Henrick, tanpa ragu atau keraguan, menghentikan langkahnya dan berjalan dengan langkah perlahan mendekati keduanya. Tatapannya yang tajam dan dingin memancarkan keberanian dan ketegasan. "Raja kalian adalah seorang pengecut," ucapnya dengan suara rendah namun penuh kepercayaan. "Ketika dia merasa berada di atas angin, dia akan tetap berada di sekitar ini. Tetapi ketika seseorang terancam dengan kepastian kematian, dia akan mengorbankan segalanya. Dia hanyalah seorang raja yang bodoh."

Abel dan Hebel semakin marah dan terus menembakkan railgun mereka, yakin bahwa serangan mereka akan menghancurkan Henrick. Namun, tiba-tiba, situasi berubah 180 derajat. Henrick dengan refleks yang luar biasa memantulkan setiap tembakan railgun dengan pedangnya, dalam kecepatan yang begitu tinggi sehingga Abel dan Hebel tidak mampu mengikutinya dengan mata telanjang.
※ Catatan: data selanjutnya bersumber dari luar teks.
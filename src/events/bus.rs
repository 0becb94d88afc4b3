//! Typed publish/subscribe channel between views

use super::{EventEmitter, ViewEvent};
use tokio::sync::broadcast;
use tracing::debug;

/// Default broadcast channel capacity
const DEFAULT_CAPACITY: usize = 1024;

/// Notifier that distributes ViewEvents via `tokio::sync::broadcast`
///
/// Fire-and-forget: publishing never blocks, never panics. Receivers see
/// events in publish order; events published before a receiver subscribed
/// are not replayed.
#[derive(Debug, Clone)]
pub struct ViewNotifier {
    sender: broadcast::Sender<ViewEvent>,
}

impl ViewNotifier {
    pub fn new(capacity: usize) -> Self {
        let (sender, _) = broadcast::channel(capacity);
        Self { sender }
    }

    /// Publish a named event carrying `entity`
    pub fn publish(&self, name: impl Into<String>, entity: serde_json::Value) {
        self.emit(ViewEvent::new(name, entity));
    }

    /// Receive events with the given name only
    pub fn subscribe(&self, name: impl Into<String>) -> ViewSubscription {
        ViewSubscription {
            name: name.into(),
            rx: self.sender.subscribe(),
        }
    }

    /// Receive every event
    pub fn subscribe_all(&self) -> broadcast::Receiver<ViewEvent> {
        self.sender.subscribe()
    }

    /// Number of active subscribers
    pub fn subscriber_count(&self) -> usize {
        self.sender.receiver_count()
    }
}

impl EventEmitter for ViewNotifier {
    fn emit(&self, event: ViewEvent) {
        let name = event.name.clone();
        if let Ok(n) = self.sender.send(event) {
            debug!(event = %name, subscribers = n, "View event published");
        }
    }
}

impl Default for ViewNotifier {
    fn default() -> Self {
        Self::new(DEFAULT_CAPACITY)
    }
}

/// Receiver filtered to one event name
pub struct ViewSubscription {
    name: String,
    rx: broadcast::Receiver<ViewEvent>,
}

impl ViewSubscription {
    pub fn name(&self) -> &str {
        &self.name
    }

    /// Wait for the next matching event. `None` once every notifier is gone.
    pub async fn recv(&mut self) -> Option<ViewEvent> {
        loop {
            match self.rx.recv().await {
                Ok(event) if event.name == self.name => return Some(event),
                Ok(_) => continue,
                Err(broadcast::error::RecvError::Lagged(skipped)) => {
                    debug!(event = %self.name, skipped, "View subscription lagged");
                    continue;
                }
                Err(broadcast::error::RecvError::Closed) => return None,
            }
        }
    }

    pub fn try_recv(&mut self) -> Option<ViewEvent> {
        loop {
            match self.rx.try_recv() {
                Ok(event) if event.name == self.name => return Some(event),
                Ok(_) => continue,
                Err(broadcast::error::TryRecvError::Lagged(_)) => continue,
                Err(_) => return None,
            }
        }
    }
}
Mereka tercengang melihat kepiawaian dan keahlian tempur Henrick yang tak terduga.

Hebel, yang merasakan kehadiran kematian yang menghantui dirinya, segera merasa ketakutan dan mundur dengan cepat. Sementara itu, Abel mengganti senjata railgunnya dengan sebuah tombak, siap menghadapi Henrick secara langsung.
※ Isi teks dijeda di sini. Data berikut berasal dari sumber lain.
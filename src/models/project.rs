use super::{lenient, Entity, EntityKind, WorkStatus};
use chrono::NaiveDate;
use rust_decimal::Decimal;
use serde::{Deserialize, Serialize};

/// Unit in which a project's total length is measured
#[derive(Debug, Clone, Copy, Default, PartialEq, Eq, Hash, Serialize, Deserialize)]
#[serde(rename_all = "snake_case")]
pub enum LengthUnit {
    #[serde(alias = "m")]
    Meter,
    #[serde(alias = "km")]
    Kilometer,
    #[serde(alias = "m2")]
    SquareMeter,
    #[serde(alias = "m3")]
    CubicMeter,
    #[default]
    #[serde(other)]
    Unit,
}

/// A tracked project
#[derive(Debug, Clone, PartialEq, Serialize, Deserialize)]
#[serde(rename_all = "camelCase")]
pub struct Project {
    #[serde(deserialize_with = "lenient::id")]
    pub id: String,
    #[serde(default, deserialize_with = "lenient::string")]
    pub name: String,
    #[serde(default, deserialize_with = "lenient::or_default")]
    pub status: WorkStatus,
    #[serde(
        default,
        deserialize_with = "lenient::decimal",
        serialize_with = "lenient::serialize_decimal"
    )]
    pub budget: Decimal,
    #[serde(
        default,
        deserialize_with = "lenient::decimal",
        serialize_with = "lenient::serialize_decimal"
    )]
    pub total_length: Decimal,
    #[serde(default, deserialize_with = "lenient::or_default")]
    pub unit: LengthUnit,
    #[serde(default, deserialize_with = "lenient::date")]
    pub start_date: Option<NaiveDate>,
    #[serde(default, deserialize_with = "lenient::date")]
    pub end_date: Option<NaiveDate>,
    #[serde(default, deserialize_with = "lenient::string")]
    pub manager: String,
}

impl Entity for Project {
    const KIND: EntityKind = EntityKind::Project;

    fn id(&self) -> &str {
        &self.id
    }

    fn project_id(&self) -> Option<&str> {
        Some(&self.id)
    }
}

#[cfg(test)]
mod tests {
    use super::*;
    use serde_json::json;

    #[test]
    fn test_project_lenient_decode() {
        let project: Project = serde_json::from_value(json!({
            "id": "p-1",
            "name": "Coastal road",
            "status": "in_progress",
            "budget": "100000",
            "totalLength": 12.5,
            "unit": "km",
            "startDate": "2024-01-10",
            "endDate": null,
            "manager": "R. Hassan"
        }))
        .unwrap();
        assert_eq!(project.status, WorkStatus::InProgress);
        assert_eq!(project.budget, Decimal::from(100_000));
        assert_eq!(project.total_length, Decimal::new(125, 1));
        assert_eq!(project.unit, LengthUnit::Kilometer);
        assert_eq!(project.start_date, NaiveDate::from_ymd_opt(2024, 1, 10));
        assert!(project.end_date.is_none());
    }

    #[test]
    fn test_project_missing_fields_default() {
        let project: Project = serde_json::from_value(json!({
            "id": "p-2",
            "status": "archived",
            "unit": "furlong",
            "budget": null
        }))
        .unwrap();
        assert_eq!(project.status, WorkStatus::NotStarted);
        assert_eq!(project.unit, LengthUnit::Unit);
        assert_eq!(project.budget, Decimal::ZERO);
        assert_eq!(project.name, "");
    }
}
"Kalian masih berada 1000 tahun di belakangku dalam pertarungan ini. Kini, nikmatilah hidup kalian di neraka!" ujar Henrick dengan suara yang penuh kepercayaan. Tanpa memberikan mereka kesempatan untuk bereaksi, Henrick meluncur ke arah Abel dan Hebel dengan kecepatan yang luar biasa. Abel dan Hebel mencoba melawan balik, namun serangan mereka tidak mampu menjangkau Henrick yang begitu gesit.
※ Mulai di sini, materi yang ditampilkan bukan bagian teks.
impl SyncEngine {
    /// Create an engine talking to the configured HTTP API
    pub fn new(config: Config, session: Arc<dyn SessionProvider>) -> Result<Self> {
        let backend = HttpBackend::new(config.api_base_url.clone(), config.request_timeout, session)?;
        tracing::info!(api = %backend.base_url(), "Sync engine created");
        Ok(Self::with_backend(config, Arc::new(backend)))
    }

    /// Create an engine over any backend (e.g. `MockBackend` in tests)
    pub fn with_backend(config: Config, backend: Arc<dyn Backend>) -> Self {
        let store = Arc::new(EntityCacheStore::new(config.stale_time));
        let scheduler = FetchScheduler::new(store.clone(), backend.clone(), config.scheduler_config());
        let broadcaster = InvalidationBroadcaster::new(store.clone(), scheduler.clone());
        let notifier = ViewNotifier::default();
        let mutations = MutationCoordinator::new(
            store.clone(),
            backend,
            broadcaster.clone(),
            Arc::new(notifier.clone()),
            config.optimistic_updates,
        );
        Self {
            store,
            scheduler,
            broadcaster,
            mutations,
            notifier,
            config: Arc::new(config),
        }
    }

    pub fn config(&self) -> &Config {
        &self.config
    }

    /// Drop every cached entry and discard reads still in flight (logout)
    pub fn reset(&self) {
        self.scheduler.reset();
        self.store.reset();
        tracing::info!("Sync engine reset");
    }

    /// Bring every source collection up to date
    pub async fn load_sources(&self) -> Result<(), FetchError> {
        let reads = AGGREGATE_SOURCES
            .iter()
            .map(|kind| self.scheduler.ensure_fresh(&cache::CacheKey::Collection(*kind)));
        for result in futures::future::join_all(reads).await {
            result?;
        }
        Ok(())
    }

    /// Fresh dashboard statistics for `filter` as of `today`
    pub async fn stats(&self, filter: &StatsFilter, today: NaiveDate) -> Result<DashboardStats, FetchError> {
        self.load_sources().await?;
        Ok(stats::dashboard_stats(
            &self.store.dashboard_snapshot(),
            filter,
            today,
        ))
    }

    /// Fresh report for one project; `None` if the project does not exist
    pub async fn project_report(
        &self,
        project_id: &str,
        window: TimeWindow,
        today: NaiveDate,
    ) -> Result<Option<ProjectReport>, FetchError> {
        self.load_sources().await?;
        Ok(stats::project_report(
            &self.store.dashboard_snapshot(),
            project_id,
            window,
            today,
        ))
    }

    pub async fn payment_summary(
        &self,
        window: TimeWindow,
        today: NaiveDate,
    ) -> Result<PaymentSummary, FetchError> {
        self.scheduler
            .ensure_fresh(&cache::CacheKey::Collection(models::EntityKind::Payment))
            .await?;
        Ok(stats::payment_summary(
            &self.store.dashboard_snapshot().payments,
            window,
            today,
        ))
    }
}

// ============================================================================
// Tests
// ============================================================================

#[cfg(test)]
mod config_tests {
    use super::*;
    use std::io::Write;

    #[test]
    fn test_yaml_config_loading() {
        let yaml = r#"
api:
  base_url: https://worksite.example.com/api
  request_timeout_secs: 10

sync:
  poll_interval_ms: 5000
  stale_time_ms: 1000
  refetch_on_focus: false
  optimistic_updates: false
  dashboard_window: quarter
"#;

        let config: YamlConfig = serde_yaml::from_str(yaml).unwrap();
        assert_eq!(config.api.base_url, "https://worksite.example.com/api");
        assert_eq!(config.api.request_timeout_secs, 10);
        assert_eq!(config.sync.poll_interval_ms, 5000);
        assert!(!config.sync.refetch_on_focus);
        assert_eq!(config.sync.dashboard_window, TimeWindow::Quarter);
    }

    #[test]
    fn test_yaml_defaults() {
        let config = YamlConfig::default();
        assert_eq!(config.api.base_url, "http://localhost:3000/api");
        assert_eq!(config.sync.poll_interval_ms, 30_000);
        assert_eq!(config.sync.stale_time_ms, 0);
        assert!(config.sync.optimistic_updates);
        assert_eq!(config.sync.dashboard_window, TimeWindow::AllTime);

        // Missing sections keep their defaults
        let partial: YamlConfig = serde_yaml::from_str("sync:\n  stale_time_ms: 250\n").unwrap();
        assert_eq!(partial.sync.stale_time_ms, 250);
        assert_eq!(partial.sync.poll_interval_ms, 30_000);
        assert_eq!(partial.api.request_timeout_secs, 30);
    }

    /// Combined test for YAML file loading and env var overrides.
    /// Runs as a single test to avoid parallel env var race conditions.
    #[test]
    fn test_yaml_and_env_lifecycle() {
        fn clear_env() {
            for var in &[
                "WORKSITE_API_URL",
                "WORKSITE_REQUEST_TIMEOUT_SECS",
                "WORKSITE_POLL_INTERVAL_MS",
                "WORKSITE_STALE_TIME_MS",
                "WORKSITE_DASHBOARD_WINDOW",
                "WORKSITE_OPTIMISTIC",
            ] {
                std::env::remove_var(var);
            }
        }

        // --- Phase 1: YAML values loaded correctly ---
        let yaml = r#"
api:
  base_url: http://yaml-host/api
sync:
  poll_interval_ms: 1500
  dashboard_window: month
"#;
        let dir = tempfile::tempdir().unwrap();
        let file_path = dir.path().join("worksite.yaml");
        let mut file = std::fs::File::create(&file_path).unwrap();
        file.write_all(yaml.as_bytes()).unwrap();

        clear_env();

        let config = Config::from_yaml_and_env(Some(&file_path)).unwrap();
        assert_eq!(config.api_base_url, "http://yaml-host/api");
        assert_eq!(config.poll_interval, Duration::from_millis(1500));
        assert_eq!(config.dashboard_window, TimeWindow::Month);
        assert_eq!(config.request_timeout, Duration::from_secs(30));

        // --- Phase 2: Env vars override YAML ---
        std::env::set_var("WORKSITE_API_URL", "http://env-host/api");
        std::env::set_var("WORKSITE_POLL_INTERVAL_MS", "250");
        std::env::set_var("WORKSITE_DASHBOARD_WINDOW", "year");
        std::env::set_var("WORKSITE_OPTIMISTIC", "false");

        let config = Config::from_yaml_and_env(Some(&file_path)).unwrap();
        assert_eq!(config.api_base_url, "http://env-host/api");
        assert_eq!(config.poll_interval, Duration::from_millis(250));
        assert_eq!(config.dashboard_window, TimeWindow::Year);
        assert!(!config.optimistic_updates);

        // --- Phase 3: Malformed env values are rejected ---
        std::env::set_var("WORKSITE_STALE_TIME_MS", "soon");
        assert!(Config::from_yaml_and_env(Some(&file_path)).is_err());
        std::env::remove_var("WORKSITE_STALE_TIME_MS");

        // --- Phase 4: Missing file falls back to defaults ---
        clear_env();
        let missing = dir.path().join("nope.yaml");
        let config = Config::from_yaml_and_env(Some(&missing)).unwrap();
        assert_eq!(config, Config::default());
    }
}

#[cfg(test)]
mod engine_tests {
    use super::*;
    use crate::backend::MockBackend;
    use crate::models::EntityKind;
    use crate::sync::MutationOptions;
    use crate::test_helpers::{project_json, seeded_backend, spending_json};
    use serde_json::json;

    fn today() -> NaiveDate {
        NaiveDate::from_ymd_opt(2024, 6, 15).unwrap()
    }

    #[tokio::test]
    async fn test_stats_load_sources_once() {
        let backend = seeded_backend(
            vec![project_json("p-1", json!(100000), "2024-01-01")],
            vec![spending_json("sp-1", json!(25000), Some("p-1"), "2024-06-01")],
        )
        .await;
        let mut config = Config::default();
        config.stale_time = Duration::from_secs(60);
        let engine = SyncEngine::with_backend(config, backend.clone());

        let stats = engine.stats(&StatsFilter::default(), today()).await.unwrap();
        assert_eq!(stats.projects.total, 1);
        assert_eq!(stats.utilization_percent, 25.0);

        engine.stats(&StatsFilter::default(), today()).await.unwrap();
        assert_eq!(backend.call_count("GET /spendings").await, 1);
    }

    #[tokio::test]
    async fn test_source_failure_surfaces_as_fetch_error() {
        let backend = Arc::new(MockBackend::new());
        backend.fail_reads(EntityKind::Inventory, true).await;
        let engine = SyncEngine::with_backend(Config::default(), backend);

        let err = engine
            .stats(&StatsFilter::default(), today())
            .await
            .unwrap_err();
        assert_eq!(err.key, cache::CacheKey::Collection(EntityKind::Inventory));
    }

    #[tokio::test]
    async fn test_reset_clears_cache() {
        let backend = seeded_backend(vec![project_json("p-1", json!(10), "2024-01-01")], vec![]).await;
        let engine = SyncEngine::with_backend(Config::default(), backend);
        engine.load_sources().await.unwrap();
        assert!(!engine.store.keys().is_empty());

        engine.reset();
        assert!(engine.store.keys().is_empty());
    }

    #[tokio::test]
    async fn test_mutations_publish_to_engine_notifier() {
        let backend = seeded_backend(vec![project_json("p-1", json!(10), "2024-01-01")], vec![]).await;
        let engine = SyncEngine::with_backend(Config::default(), backend);
        let mut added = engine.notifier.subscribe("spendingAdded");

        engine
            .mutations
            .execute(
                sync::Mutation::create(
                    EntityKind::Spending,
                    json!({"amount": 5, "projectId": "p-1", "date": "2024-01-02"}),
                ),
                MutationOptions::optimistic(false),
            )
            .await
            .unwrap();
        assert_eq!(added.try_recv().unwrap().entity["projectId"], "p-1");
    }
}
Dalam sekejap, Abel dan Hebel terpental jauh ke belakang, melewati takhta singgasana yang hancur berantakan. Benturan tubuh mereka dengan tanah menghasilkan dentuman yang memenuhi ruangan istana yang sunyi.

Suara gemuruh kapal perang Chronovia menggema di sekitar istana yang terguncang oleh ledakan dan kekacauan. Raja Chronoaris merasa kepanikan yang membelenggu dirinya semakin menguat saat mendengar deru mesin perang yang semakin mendekat. Dalam keadaan panik, dia berusaha melarikan diri menuju kediamannya, mencoba menyelamatkan diri dari kekacauan yang melanda.

Namun, sebelum dia bisa melangkah lebih jauh, sosok yang mempesona dan mengeluarkan aura yang menakutkan terhadap Raja Chronoaris. Dengan baju zirah yang berkilau dan pedang yang memancarkan aura kekuatan, berdiri tegak di hadapan Raja Chronoaris.